What Is a Charitable Remainder Trust?
Trusts are an important form of estate vehicle, and they come in many varieties. One of these is the charitable remainder trust, commonly referred to as the CRT. CRTs provide numerous advantages for those who want to leave a legacy behind for a noble purpose. Here's how they work.
CRTs Defined, Trust Basics:
As a form of trust, CRTs are structures where someone who owns assets or property, known as a settlor, grants ownership and control over that property to another party. This party is known as the trustee, and it's their duty to manage the assets on behalf of a third party known as a beneficiary. The stipulations for how the property should be managed and identities of the beneficiaries are designated by the settlor in the initial trust agreement. CRTs are irrevocable, or unalterable, trusts. In terms of life planning, the assets you place in such a trust are no longer attached to you or your estate. A CRT pays its beneficiaries periodically according to the value of the assets and the nature of the trust in question.
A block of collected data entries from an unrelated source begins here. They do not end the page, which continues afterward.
//! String-keyed persistent storage.
//!
//! Stores hold serialized JSON documents under fixed keys. Reads are
//! best-effort: a missing or unreadable value is reported as absent and
//! logged, never returned as a hard failure.

use std::collections::HashMap;
use std::path::{Path, PathBuf};

use serde::Serialize;
use serde::de::DeserializeOwned;
use serde_json::Value;

use crate::error::{WayfareError, WayfareResult};

pub const TRIPS_KEY: &str = "barcelonaTrips";
pub const IDEAS_KEY: &str = "barcelonaGeneralIdeas";
pub const FAVORITES_KEY: &str = "localFavorites";

pub trait KeyValueStore {
    fn get(&self, key: &str) -> WayfareResult<Option<String>>;
    fn set(&mut self, key: &str, value: &str) -> WayfareResult<()>;
    /// Removing a key that does not exist is not an error.
    fn remove(&mut self, key: &str) -> WayfareResult<()>;
}

/// Lives for the duration of the process.
#[derive(Debug, Clone, Default)]
pub struct MemoryStore {
    entries: HashMap<String, String>,
}

impl MemoryStore {
    pub fn new() -> Self {
        Self::default()
    }

    pub fn len(&self) -> usize {
        self.entries.len()
    }

    pub fn is_empty(&self) -> bool {
        self.entries.is_empty()
    }
}

impl KeyValueStore for MemoryStore {
    fn get(&self, key: &str) -> WayfareResult<Option<String>> {
        Ok(self.entries.get(key).cloned())
    }

    fn set(&mut self, key: &str, value: &str) -> WayfareResult<()> {
        self.entries.insert(key.to_string(), value.to_string());
        Ok(())
    }

    fn remove(&mut self, key: &str) -> WayfareResult<()> {
        self.entries.remove(key);
        Ok(())
    }
}

/// One `<key>.json` file per key inside a data directory.
#[derive(Debug, Clone)]
pub struct FileStore {
    dir: PathBuf,
}

impl FileStore {
    /// The directory is created on first write.
    pub fn new(dir: impl Into<PathBuf>) -> Self {
        FileStore { dir: dir.into() }
    }

    pub fn dir(&self) -> &Path {
        &self.dir
    }

    fn path_for(&self, key: &str) -> WayfareResult<PathBuf> {
        let valid = !key.is_empty()
            && key
                .chars()
                .all(|c| c.is_ascii_alphanumeric() || c == '-' || c == '_');
        if !valid {
            return Err(WayfareError::Storage(format!("Invalid storage key '{}'", key)));
        }
        Ok(self.dir.join(format!("{}.json", key)))
    }
}

impl KeyValueStore for FileStore {
    fn get(&self, key: &str) -> WayfareResult<Option<String>> {
        let path = self.path_for(key)?;
        match std::fs::read_to_string(&path) {
            Ok(content) => Ok(Some(content)),
            Err(e) if e.kind() == std::io::ErrorKind::NotFound => Ok(None),
            Err(e) => Err(e.into()),
        }
    }

    fn set(&mut self, key: &str, value: &str) -> WayfareResult<()> {
        let path = self.path_for(key)?;
        std::fs::create_dir_all(&self.dir)?;

        let temp = self.dir.join(format!("{}.json.tmp", key));
        std::fs::write(&temp, value)?;
        std::fs::rename(&temp, &path)?;
        Ok(())
    }

    fn remove(&mut self, key: &str) -> WayfareResult<()> {
        let path = self.path_for(key)?;
        match std::fs::remove_file(&path) {
            Ok(()) => Ok(()),
            Err(e) if e.kind() == std::io::ErrorKind::NotFound => Ok(()),
            Err(e) => Err(e.into()),
        }
    }
}

/// Read the raw JSON stored under `key`.
///
/// Returns None when the key is missing, unreadable, or not valid JSON.
pub fn load_value<S: KeyValueStore>(store: &S, key: &str) -> Option<Value> {
    let raw = match store.get(key) {
        Ok(Some(raw)) => raw,
        Ok(None) => {
            tracing::debug!("No saved data under '{key}'");
            return None;
        }
        Err(e) => {
            tracing::error!("Error loading '{key}': {e}");
            return None;
        }
    };

    match serde_json::from_str(&raw) {
        Ok(value) => Some(value),
        Err(e) => {
            tracing::error!("Ignoring malformed data under '{key}': {e}");
            None
        }
    }
}

/// Decode a (migrated) JSON value. None when there was nothing to decode
/// or the value does not match `T`.
pub fn decode_value<T: DeserializeOwned>(key: &str, value: Option<Value>) -> Option<T> {
    match serde_json::from_value(value?) {
        Ok(decoded) => Some(decoded),
        Err(e) => {
            tracing::error!("Ignoring unreadable data under '{key}': {e}");
            None
        }
    }
}

pub fn save_json<S: KeyValueStore, T: Serialize + ?Sized>(
    store: &mut S,
    key: &str,
    value: &T,
) -> WayfareResult<()> {
    let json = serde_json::to_string(value)?;
    store.set(key, &json)
}

#[cfg(test)]
mod tests {
    use super::*;

    #[test]
    fn test_memory_store_roundtrip() {
        let mut store = MemoryStore::new();
        assert_eq!(store.get("a").unwrap(), None);
        store.set("a", "[1,2]").unwrap();
        assert_eq!(store.get("a").unwrap().as_deref(), Some("[1,2]"));
        store.remove("a").unwrap();
        store.remove("a").unwrap();
        assert!(store.is_empty());
    }

    #[test]
    fn test_file_store_roundtrip() {
        let dir = tempfile::tempdir().unwrap();
        let mut store = FileStore::new(dir.path().join("data"));

        assert_eq!(store.get(TRIPS_KEY).unwrap(), None);
        store.set(TRIPS_KEY, "[]").unwrap();
        assert_eq!(store.get(TRIPS_KEY).unwrap().as_deref(), Some("[]"));
        assert!(dir.path().join("data").join("barcelonaTrips.json").exists());
        assert!(!dir.path().join("data").join("barcelonaTrips.json.tmp").exists());

        store.remove(TRIPS_KEY).unwrap();
        assert_eq!(store.get(TRIPS_KEY).unwrap(), None);
        store.remove(TRIPS_KEY).unwrap();
    }

    #[test]
    fn test_file_store_rejects_path_like_keys() {
        let dir = tempfile::tempdir().unwrap();
        let mut store = FileStore::new(dir.path());
        assert!(store.set("../escape", "{}").is_err());
        assert!(store.get("").is_err());
    }

    #[test]
    fn test_load_value_is_best_effort() {
        let mut store = MemoryStore::new();
        assert_eq!(load_value(&store, FAVORITES_KEY), None);

        store.set(FAVORITES_KEY, "{not json").unwrap();
        assert_eq!(load_value(&store, FAVORITES_KEY), None);

        store.set(FAVORITES_KEY, "[]").unwrap();
        assert_eq!(load_value(&store, FAVORITES_KEY), Some(Value::Array(vec![])));
    }

    #[test]
    fn test_decode_value() {
        let decoded: Option<Vec<i64>> = decode_value("k", Some(serde_json::json!({"x": 1})));
        assert_eq!(decoded, None);
        let decoded: Option<Vec<i64>> = decode_value("k", None);
        assert_eq!(decoded, None);
        let decoded: Option<Vec<i64>> = decode_value("k", Some(serde_json::json!([3, 4])));
        assert_eq!(decoded, Some(vec![3, 4]));
    }
}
When the beneficiaries die, the remainder of the trust's value goes to a predesignated charity.
How Are CRTs Different From Other Trusts?
When you transfer assets into a CRT, you receive a tax deduction for your charitable contribution. Because the trustee can resell the assets to generate income, you also don't get hit with capital gains tax. This may help you and your charity of choice derive more benefit from the assets.
Essential CRT Facts
Charitable remainder trusts aren't all the same. They actually come in two forms:
Charitable Remainder Unitrust
U.S. law mandates that these trusts, known as CRUs, be organized such that:
- Between 5 percent and 50 percent of the annually computed net fair market value of all the trust's assets is paid to beneficiaries on a yearly basis for a 20 year period or until the beneficiaries perish,
- After the payment period, the remaining asset interest goes to a charity,
- The trust assets can't be used for other purposes, and
- At the time the benefit period ends, the trust must have enough remaining value for the charity to receive at least 10 percent of the value the assets held when they were contributed to the trust.
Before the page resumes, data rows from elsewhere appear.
//! Inclusive date ranges for trips.

use chrono::NaiveDate;

use crate::error::{WayfareError, WayfareResult};

/// Storage and CLI format for dates.
pub const DATE_FORMAT: &str = "%Y-%m-%d";

/// An inclusive range of calendar days. `start <= end` always holds.
#[derive(Debug, Clone, Copy, PartialEq, Eq)]
pub struct DateRange {
    start: NaiveDate,
    end: NaiveDate,
}

impl DateRange {
    pub fn new(start: NaiveDate, end: NaiveDate) -> WayfareResult<Self> {
        if end < start {
            return Err(WayfareError::Validation(format!(
                "End date {} must not be before start date {}",
                end.format(DATE_FORMAT),
                start.format(DATE_FORMAT)
            )));
        }
        Ok(DateRange { start, end })
    }

    /// Single-day range.
    pub fn day(date: NaiveDate) -> Self {
        DateRange {
            start: date,
            end: date,
        }
    }

    pub fn start(&self) -> NaiveDate {
        self.start
    }

    pub fn end(&self) -> NaiveDate {
        self.end
    }

    /// Both ends included.
    pub fn contains(&self, date: NaiveDate) -> bool {
        self.start <= date && date <= self.end
    }

    /// Number of days covered, counting both ends.
    pub fn num_days(&self) -> i64 {
        (self.end - self.start).num_days() + 1
    }
}

/// Parse YYYY-MM-DD
pub fn parse_date(s: &str) -> WayfareResult<NaiveDate> {
    NaiveDate::parse_from_str(s.trim(), DATE_FORMAT).map_err(|_| {
        WayfareError::Validation(format!("Invalid date format '{}'. Expected YYYY-MM-DD", s))
    })
}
Charitable Remainder Annuity Trust
In these trusts, known as CRATs, the trust agreement must ensure that:
- Between 5 percent and 50 percent of the initial total fair market value of all the assets in the trust is paid to the living beneficiaries at least annually for up to 20 years or the remainder of their lives,
- At the end of the benefit payment period described above, the remaining property must go to a charitable organization,
- Only the valid benefit payments described above can be withdrawn from the trust, and
- The trust is set up so that the leftover interest that goes to charity is worth at least ten percent of the initial value of all the assets.
CRUs versus CRATs
While the two flavors of CRT seem somewhat similar, there are some key differences you need to bear in mind. Most importantly, CRATs involve single contributions that occur at their creation, but CRUs let settlors keep contributing. With CRATs, the value that the beneficiaries get each year remains constant. For CRUs, it may rise or fall depending on the value of the principal in the trust. Notably, CRUs may be created with terms that let trustees make up for poor earning years by paying beneficiaries more in later bumper years.
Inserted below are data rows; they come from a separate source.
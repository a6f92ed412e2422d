use assert_cmd::Command;
use std::str;

/// Generic execution function that invokes logsift with input piped
/// on stdin and returns whatever landed on stdout
fn run_logsift(input: &str, args: &[&str]) -> String {
    let mut cmd = Command::cargo_bin("logsift").unwrap();
    let output = cmd
        .args(args)
        .write_stdin(input)
        .output()
        .expect("failed to execute");

    str::from_utf8(&output.stdout)
        .expect("Failed to read stdout as UTF-8")
        .to_string()
}

/// Ten lines, the last one unterminated the way log files usually end
const TEN_LINES: &str = "This is line 1/10\n\
This is line 2/10\n\
This is line 3/10\n\
This is line 4/10\n\
This is line 5/10\n\
This is line 6/10\n\
This is line 7/10\n\
This is line 8/10\n\
This is line 9/10\n\
This is line 10/10";

const MIXED_LOG: &str = "boot 00:00:01 ok\n\
peer 10.0.0.1 seen\n\
peer 54ad:92fb:9c62:dcc1:39fb:d679:73f4:b804 seen\n\
noise line\n\
shutdown 23:59:59 from 192.168.0.254";

/// -f NUM keeps the head of the input
#[test]
fn first_keeps_leading_lines() {
    let output = run_logsift(TEN_LINES, &["-f", "3"]);
    assert_eq!(
        output,
        "This is line 1/10\nThis is line 2/10\nThis is line 3/10\n"
    );
}

/// -f larger than the input saturates to the whole input, like head
#[test]
fn first_larger_than_input_prints_everything() {
    let output = run_logsift(TEN_LINES, &["-f", "20"]);
    assert_eq!(output, TEN_LINES);
}

/// -f 0 selects an empty head and prints nothing
#[test]
fn first_zero_prints_nothing() {
    let output = run_logsift(TEN_LINES, &["-f", "0"]);
    assert_eq!(output, "");
}

/// A negative -f drops the last |NUM| lines
#[test]
fn negative_first_drops_trailing_lines() {
    let output = run_logsift(TEN_LINES, &["--first", "-7"]);
    assert_eq!(
        output,
        "This is line 1/10\nThis is line 2/10\nThis is line 3/10\n"
    );
}

/// -l NUM keeps the tail of the input, including the unterminated final line
#[test]
fn last_keeps_trailing_lines() {
    let output = run_logsift(TEN_LINES, &["-l", "2"]);
    assert_eq!(output, "This is line 9/10\nThis is line 10/10");
}

/// A negative -l is read by its magnitude
#[test]
fn negative_last_reads_magnitude() {
    let output = run_logsift(TEN_LINES, &["--last", "-2"]);
    assert_eq!(output, "This is line 9/10\nThis is line 10/10");
}

/// -f and -l together select their intersection
#[test]
fn first_and_last_select_the_overlap() {
    let output = run_logsift(TEN_LINES, &["-f", "7", "-l", "7"]);
    assert_eq!(
        output,
        "This is line 4/10\nThis is line 5/10\nThis is line 6/10\nThis is line 7/10\n"
    );
}

/// Disjoint -f and -l windows print nothing and still exit successfully
#[test]
fn disjoint_windows_print_nothing() {
    let mut cmd = Command::cargo_bin("logsift").unwrap();
    cmd.args(["-f", "3", "-l", "-3"])
        .write_stdin(TEN_LINES)
        .assert()
        .success()
        .stdout("");
}

/// -t keeps only lines carrying an HH:MM:SS timestamp
#[test]
fn timestamp_filter() {
    let output = run_logsift(MIXED_LOG, &["-t"]);
    assert_eq!(
        output,
        "boot 00:00:01 ok\nshutdown 23:59:59 from 192.168.0.254"
    );
}

/// With stdout piped, color auto-detection turns highlighting off
#[test]
fn ipv4_filter_without_a_tty_adds_no_markers() {
    let output = run_logsift(MIXED_LOG, &["-i"]);
    assert_eq!(
        output,
        "peer 10.0.0.1 seen\nshutdown 23:59:59 from 192.168.0.254"
    );
}

/// -C always forces highlight markers around each matched address
#[test]
fn ipv4_filter_with_forced_color_wraps_matches() {
    let output = run_logsift(MIXED_LOG, &["-i", "-C", "always"]);
    assert_eq!(
        output,
        "peer \x1b[42m10.0.0.1\x1b[0m seen\n\
         shutdown 23:59:59 from \x1b[42m192.168.0.254\x1b[0m"
    );
}

/// -I matches only full eight-group IPv6 notation
#[test]
fn ipv6_filter() {
    let output = run_logsift(MIXED_LOG, &["-I"]);
    assert_eq!(
        output,
        "peer 54ad:92fb:9c62:dcc1:39fb:d679:73f4:b804 seen\n"
    );
}

/// Predicates combine with the slicing window
#[test]
fn timestamp_filter_combined_with_first() {
    let output = run_logsift(MIXED_LOG, &["-t", "-f", "3"]);
    assert_eq!(output, "boot 00:00:01 ok\n");
}

/// Invoking with no filter options at all is a usage error
#[test]
fn requires_at_least_one_filter() {
    let mut cmd = Command::cargo_bin("logsift").unwrap();
    cmd.write_stdin("some data\n").assert().failure().stdout("");
}

/// A FILE that cannot be opened is reported as an error
#[test]
fn unreadable_file_fails() {
    let mut cmd = Command::cargo_bin("logsift").unwrap();
    cmd.args(["-t", "no/such/file.log"])
        .assert()
        .failure()
        .stdout("");
}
With both forms of CRT, beneficiaries can include more than one party. In such a case, however, at least one of these parties must not be a charitable organization like the one that receives the final remainder. Your CRT's beneficiaries don't have to be distinct from yourself. In other words, this form of holding is an effective way to legally reduce your tax burdens and still receive lifelong income from certain assets. While it's even possible to designate yourself as a trustee, doing so requires some fairly involved management to stay on the right side of the law, so most people stick to being beneficiaries.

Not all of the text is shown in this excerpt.